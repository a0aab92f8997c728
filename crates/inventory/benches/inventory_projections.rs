use criterion::{BenchmarkId, Criterion, Throughput, black_box, criterion_group, criterion_main};

use restock_core::{ItemId, StoreId};
use restock_inventory::{
    InventoryItem, InventoryStore, NewInventoryItem, SyntheticInventory, group_and_filter,
    lookup_by_id,
};

/// Synthetic inventory repeated with fresh ids until it holds `size` items.
fn inventory(size: usize) -> Vec<InventoryItem> {
    let base = SyntheticInventory::new(StoreId::new("S001").unwrap())
        .with_seed(7)
        .generate()
        .unwrap();

    base.iter()
        .cycle()
        .take(size)
        .enumerate()
        .map(|(n, item)| {
            let mut raw = NewInventoryItem::from(item.clone());
            raw.id = ItemId::new(format!("P{}", 1000 + n)).unwrap();
            InventoryItem::try_from(raw).unwrap()
        })
        .collect()
}

fn bench_lookup_build(c: &mut Criterion) {
    let mut group = c.benchmark_group("lookup_by_id");
    for size in [50usize, 1_000, 10_000] {
        let items = inventory(size);
        group.throughput(Throughput::Elements(size as u64));
        group.bench_with_input(BenchmarkId::from_parameter(size), &items, |b, items| {
            b.iter(|| black_box(lookup_by_id(black_box(items)).len()));
        });
    }
    group.finish();
}

fn bench_group_and_filter(c: &mut Criterion) {
    let mut group = c.benchmark_group("group_and_filter");
    let items = inventory(10_000);
    group.throughput(Throughput::Elements(items.len() as u64));

    for term in ["", "toys", "sweater", "no such item"] {
        group.bench_with_input(BenchmarkId::from_parameter(format!("{term:?}")), term, |b, term| {
            b.iter(|| black_box(group_and_filter(black_box(&items), term).len()));
        });
    }
    group.finish();
}

fn bench_store_replace(c: &mut Criterion) {
    let items = inventory(10_000);
    c.bench_function("inventory_store_replace_10k", |b| {
        let mut store = InventoryStore::default();
        b.iter(|| black_box(store.replace(items.clone()).len()));
    });
}

criterion_group!(benches, bench_lookup_build, bench_group_and_filter, bench_store_replace);
criterion_main!(benches);
//! Warehouse-to-store logistics.
//!
//! A fixed catalog of warehouses and demand signals (stores, relief zones) and
//! great-circle routing between them. Map rendering is left to the UI.

pub mod catalog;
pub mod geo;
pub mod route;

pub use catalog::{Catalog, Priority, Site, SiteKind};
pub use geo::{EARTH_RADIUS_M, GeoPoint, distance_m};
pub use route::{Route, plan_route};
use chrono::{DateTime, Utc};
use serde::Serialize;

#[derive(Debug, Copy, Clone, PartialEq, Eq, Serialize)]
#[serde(rename_all = "lowercase")]
pub enum NoticeLevel {
    Info,
    Warning,
    Error,
}

/// A user-visible notification.
#[derive(Debug, Clone, PartialEq, Serialize)]
pub struct Notice {
    pub level: NoticeLevel,
    pub message: String,
    pub at: DateTime<Utc>,
}

/// Pending notifications, oldest first.
#[derive(Debug, Default)]
pub struct Notices {
    queue: Vec<Notice>,
}

impl Notices {
    pub fn push(&mut self, level: NoticeLevel, message: impl Into<String>) {
        let message = message.into();
        match level {
            NoticeLevel::Error => tracing::error!(%message, "notice"),
            NoticeLevel::Warning => tracing::warn!(%message, "notice"),
            NoticeLevel::Info => tracing::info!(%message, "notice"),
        }
        self.queue.push(Notice {
            level,
            message,
            at: Utc::now(),
        });
    }

    pub fn info(&mut self, message: impl Into<String>) {
        self.push(NoticeLevel::Info, message);
    }

    pub fn warning(&mut self, message: impl Into<String>) {
        self.push(NoticeLevel::Warning, message);
    }

    pub fn error(&mut self, message: impl Into<String>) {
        self.push(NoticeLevel::Error, message);
    }

    pub fn len(&self) -> usize {
        self.queue.len()
    }

    pub fn is_empty(&self) -> bool {
        self.queue.is_empty()
    }

    /// Hand over everything queued so far.
    pub fn drain(&mut self) -> Vec<Notice> {
        std::mem::take(&mut self.queue)
    }
}
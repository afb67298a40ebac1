//! Maps a signed target and an unsigned control signal onto an H-bridge.
//!
//! | Condition | Pattern | PWM |
//! |-----------|---------|-----|
//! | `target == 0`, `|target| < min_feasible_speed`, or signal rounds to 0 | stop ([`StopMode`]) | 0 |
//! | `target > 0` | forward (IN1 high, IN2 low) | signal |
//! | `target < 0` | reverse (IN1 low, IN2 high) | signal |
//!
//! The pattern and duty always reach the hardware in a single
//! [`HBridge::write`]. When the wheel is commanded straight from one
//! direction to the other, the actuator first writes the stop pattern so the
//! PWM is never applied through the old pattern with the new duty.
//!
//! # Example
//!
//! ```rust
//! use rs_drivetrain::actuator::Actuator;
//! use rs_drivetrain::config::ActuatorConfig;
//! use rs_drivetrain::hal::MockBridge;
//! use rs_drivetrain::traits::DriveMode;
//!
//! let mut actuator = Actuator::new(MockBridge::new(), ActuatorConfig::default());
//!
//! let cmd = actuator.apply(-50.0, 120.0).unwrap();
//! assert_eq!(cmd.mode, DriveMode::Reverse);
//! assert_eq!(cmd.duty, 120);
//! assert_eq!(actuator.bridge().pins(), (false, true));
//! ```

use libm::{fabsf, roundf};

use crate::config::{ActuatorConfig, StopMode};
use crate::traits::{DriveCommand, DriveMode, HBridge};

/// H-bridge driver for one wheel.
pub struct Actuator<H: HBridge> {
    bridge: H,
    min_feasible_speed: f32,
    stop_mode: StopMode,
    last: DriveCommand,
}

impl<H: HBridge> Actuator<H> {
    /// Wraps a bridge. Nothing is written until the first command; call
    /// [`stop`](Self::stop) during bring-up to force a known state.
    pub fn new(bridge: H, config: ActuatorConfig) -> Self {
        Self {
            bridge,
            min_feasible_speed: config.min_feasible_speed,
            stop_mode: config.stop_mode,
            last: DriveCommand::stopped(config.stop_mode.drive_mode()),
        }
    }

    /// Returns true if the wheel can be driven at `target_speed`.
    ///
    /// Zero, NaN and anything slower than the minimum feasible speed are not.
    #[inline]
    pub fn is_feasible(&self, target_speed: f32) -> bool {
        target_speed != 0.0 && fabsf(target_speed) >= self.min_feasible_speed
    }

    /// The command that [`apply`](Self::apply) would write, without writing.
    pub fn command_for(&self, target_speed: f32, control_signal: f32) -> DriveCommand {
        let duty = roundf(control_signal.clamp(0.0, 255.0)) as u8;
        if !self.is_feasible(target_speed) || duty == 0 {
            return self.stop_command();
        }

        let mode = if target_speed > 0.0 {
            DriveMode::Forward
        } else {
            DriveMode::Reverse
        };
        DriveCommand::new(mode, duty)
    }

    /// Maps and writes one command, returning what was written.
    pub fn apply(&mut self, target_speed: f32, control_signal: f32) -> Result<DriveCommand, H::Error> {
        let cmd = self.command_for(target_speed, control_signal);
        self.write(cmd)?;
        Ok(cmd)
    }

    /// Writes the stop pattern with zero duty.
    pub fn stop(&mut self) -> Result<(), H::Error> {
        let cmd = self.stop_command();
        self.write(cmd)
    }

    fn write(&mut self, cmd: DriveCommand) -> Result<(), H::Error> {
        let reversing = self.last.mode.is_driving() && cmd.mode.is_driving() && self.last.mode != cmd.mode;
        if reversing {
            self.bridge.write(self.stop_command())?;
            self.last = self.stop_command();
        }
        self.bridge.write(cmd)?;
        self.last = cmd;
        Ok(())
    }

    #[inline]
    fn stop_command(&self) -> DriveCommand {
        DriveCommand::stopped(self.stop_mode.drive_mode())
    }

    /// The last command written.
    #[inline]
    pub fn last_command(&self) -> DriveCommand {
        self.last
    }

    /// The configured stop discipline.
    #[inline]
    pub fn stop_mode(&self) -> StopMode {
        self.stop_mode
    }

    /// Borrow the underlying bridge.
    #[inline]
    pub fn bridge(&self) -> &H {
        &self.bridge
    }

    /// Mutably borrow the underlying bridge.
    #[inline]
    pub fn bridge_mut(&mut self) -> &mut H {
        &mut self.bridge
    }

    /// Unwraps the bridge.
    pub fn into_inner(self) -> H {
        self.bridge
    }
}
========================================
Exact reproduction is required. Give the lines of the data from its first line through the line containing "let mut raw", and no others.

repository a0aab92f8997c728
filename crates/inventory/benches/inventory_projections.rs
use criterion::{BenchmarkId, Criterion, Throughput, black_box, criterion_group, criterion_main};

use restock_core::{ItemId, StoreId};
use restock_inventory::{
    InventoryItem, InventoryStore, NewInventoryItem, SyntheticInventory, group_and_filter,
    lookup_by_id,
};

/// Synthetic inventory repeated with fresh ids until it holds `size` items.
fn inventory(size: usize) -> Vec<InventoryItem> {
    let base = SyntheticInventory::new(StoreId::new("S001").unwrap())
        .with_seed(7)
        .generate()
        .unwrap();

    base.iter()
        .cycle()
        .take(size)
        .enumerate()
        .map(|(n, item)| {
            let mut raw = NewInventoryItem::from(item.clone());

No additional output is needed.